Task prompt:
Set down exactly the entries below, beginning at their first line and ending at the line with "config_swap = Arc::new(ArcSwap::from_pointee(config.clone()));".
(Data section)
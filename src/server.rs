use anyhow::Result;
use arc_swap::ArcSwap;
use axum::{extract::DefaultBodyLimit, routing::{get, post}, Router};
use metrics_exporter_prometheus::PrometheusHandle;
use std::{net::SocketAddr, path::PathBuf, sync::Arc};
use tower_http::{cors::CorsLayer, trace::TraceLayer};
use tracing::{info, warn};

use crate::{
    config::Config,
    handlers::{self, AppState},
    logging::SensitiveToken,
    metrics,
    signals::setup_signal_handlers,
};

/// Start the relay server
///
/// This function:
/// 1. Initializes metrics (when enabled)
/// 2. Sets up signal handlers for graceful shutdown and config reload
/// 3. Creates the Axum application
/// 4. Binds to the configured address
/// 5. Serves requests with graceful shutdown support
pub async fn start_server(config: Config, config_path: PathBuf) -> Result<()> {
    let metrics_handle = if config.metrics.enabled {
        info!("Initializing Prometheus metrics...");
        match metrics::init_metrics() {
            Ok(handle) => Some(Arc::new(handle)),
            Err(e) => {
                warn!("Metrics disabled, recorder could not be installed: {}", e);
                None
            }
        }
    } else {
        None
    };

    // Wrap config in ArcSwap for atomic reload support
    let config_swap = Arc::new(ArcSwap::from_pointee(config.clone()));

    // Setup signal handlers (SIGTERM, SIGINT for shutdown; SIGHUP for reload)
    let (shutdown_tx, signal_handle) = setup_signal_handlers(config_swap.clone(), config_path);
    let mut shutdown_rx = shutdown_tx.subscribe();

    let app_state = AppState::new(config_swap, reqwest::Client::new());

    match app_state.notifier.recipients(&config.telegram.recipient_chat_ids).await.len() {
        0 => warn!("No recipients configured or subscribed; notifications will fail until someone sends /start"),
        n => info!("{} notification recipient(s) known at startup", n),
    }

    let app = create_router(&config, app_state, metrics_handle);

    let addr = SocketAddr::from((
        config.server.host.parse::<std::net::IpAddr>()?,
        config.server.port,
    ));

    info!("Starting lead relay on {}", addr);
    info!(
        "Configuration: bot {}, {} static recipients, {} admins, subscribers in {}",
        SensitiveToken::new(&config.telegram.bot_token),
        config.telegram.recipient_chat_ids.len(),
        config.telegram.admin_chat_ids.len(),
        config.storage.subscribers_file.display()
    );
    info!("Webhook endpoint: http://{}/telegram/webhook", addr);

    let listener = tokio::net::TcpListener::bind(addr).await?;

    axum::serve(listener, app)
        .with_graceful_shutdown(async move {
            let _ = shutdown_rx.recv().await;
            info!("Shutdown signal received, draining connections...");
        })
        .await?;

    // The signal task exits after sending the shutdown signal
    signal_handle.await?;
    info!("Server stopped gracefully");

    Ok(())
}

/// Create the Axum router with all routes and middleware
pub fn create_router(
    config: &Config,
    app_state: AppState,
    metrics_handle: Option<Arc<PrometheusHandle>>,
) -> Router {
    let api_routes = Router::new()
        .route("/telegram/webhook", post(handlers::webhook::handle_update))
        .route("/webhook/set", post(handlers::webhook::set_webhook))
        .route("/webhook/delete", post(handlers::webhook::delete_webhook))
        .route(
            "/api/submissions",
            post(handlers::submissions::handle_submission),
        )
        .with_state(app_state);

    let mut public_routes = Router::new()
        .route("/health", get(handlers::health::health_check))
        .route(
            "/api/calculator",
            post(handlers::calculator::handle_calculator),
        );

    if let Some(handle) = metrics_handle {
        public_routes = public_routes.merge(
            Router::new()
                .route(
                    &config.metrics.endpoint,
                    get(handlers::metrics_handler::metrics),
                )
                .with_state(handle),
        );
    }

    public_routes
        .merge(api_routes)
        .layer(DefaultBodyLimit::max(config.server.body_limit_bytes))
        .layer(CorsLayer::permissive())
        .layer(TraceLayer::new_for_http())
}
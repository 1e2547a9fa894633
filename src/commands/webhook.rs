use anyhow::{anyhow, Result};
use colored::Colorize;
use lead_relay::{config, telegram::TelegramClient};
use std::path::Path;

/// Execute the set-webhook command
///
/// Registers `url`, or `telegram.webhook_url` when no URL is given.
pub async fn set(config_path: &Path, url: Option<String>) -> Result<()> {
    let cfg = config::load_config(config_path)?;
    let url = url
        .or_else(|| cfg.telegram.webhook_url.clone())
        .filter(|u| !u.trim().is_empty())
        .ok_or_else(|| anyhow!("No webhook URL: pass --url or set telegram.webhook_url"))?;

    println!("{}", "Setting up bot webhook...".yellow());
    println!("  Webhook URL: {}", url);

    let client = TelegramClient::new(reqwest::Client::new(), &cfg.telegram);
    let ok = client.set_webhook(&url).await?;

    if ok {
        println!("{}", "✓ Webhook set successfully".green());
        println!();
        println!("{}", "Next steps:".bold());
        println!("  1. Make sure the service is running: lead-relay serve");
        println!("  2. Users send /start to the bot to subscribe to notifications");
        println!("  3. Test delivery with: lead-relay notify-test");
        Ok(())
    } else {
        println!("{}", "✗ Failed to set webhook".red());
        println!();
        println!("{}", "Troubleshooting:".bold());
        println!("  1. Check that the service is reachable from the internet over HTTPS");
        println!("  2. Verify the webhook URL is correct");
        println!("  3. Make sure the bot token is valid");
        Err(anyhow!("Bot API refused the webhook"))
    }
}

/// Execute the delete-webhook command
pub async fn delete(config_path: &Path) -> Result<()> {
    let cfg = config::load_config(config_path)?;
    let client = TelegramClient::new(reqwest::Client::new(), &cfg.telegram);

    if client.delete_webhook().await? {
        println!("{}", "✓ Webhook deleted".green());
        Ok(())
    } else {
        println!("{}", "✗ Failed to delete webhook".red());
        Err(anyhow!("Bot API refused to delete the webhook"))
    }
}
(End Data section)
Reply:
filename src/server.rs
use anyhow::Result;
use arc_swap::ArcSwap;
use axum::{extract::DefaultBodyLimit, routing::{get, post}, Router};
use metrics_exporter_prometheus::PrometheusHandle;
use std::{net::SocketAddr, path::PathBuf, sync::Arc};
use tower_http::{cors::CorsLayer, trace::TraceLayer};
use tracing::{info, warn};

use crate::{
    config::Config,
    handlers::{self, AppState},
    logging::SensitiveToken,
    metrics,
    signals::setup_signal_handlers,
};

/// Start the relay server
///
/// This function:
/// 1. Initializes metrics (when enabled)
/// 2. Sets up signal handlers for graceful shutdown and config reload
/// 3. Creates the Axum application
/// 4. Binds to the configured address
/// 5. Serves requests with graceful shutdown support
pub async fn start_server(config: Config, config_path: PathBuf) -> Result<()> {
    let metrics_handle = if config.metrics.enabled {
        info!("Initializing Prometheus metrics...");
        match metrics::init_metrics() {
            Ok(handle) => Some(Arc::new(handle)),
            Err(e) => {
                warn!("Metrics disabled, recorder could not be installed: {}", e);
                None
            }
        }
    } else {
        None
    };

    // Wrap config in ArcSwap for atomic reload support
    let config_swap = Arc::new(ArcSwap::from_pointee(config.clone()));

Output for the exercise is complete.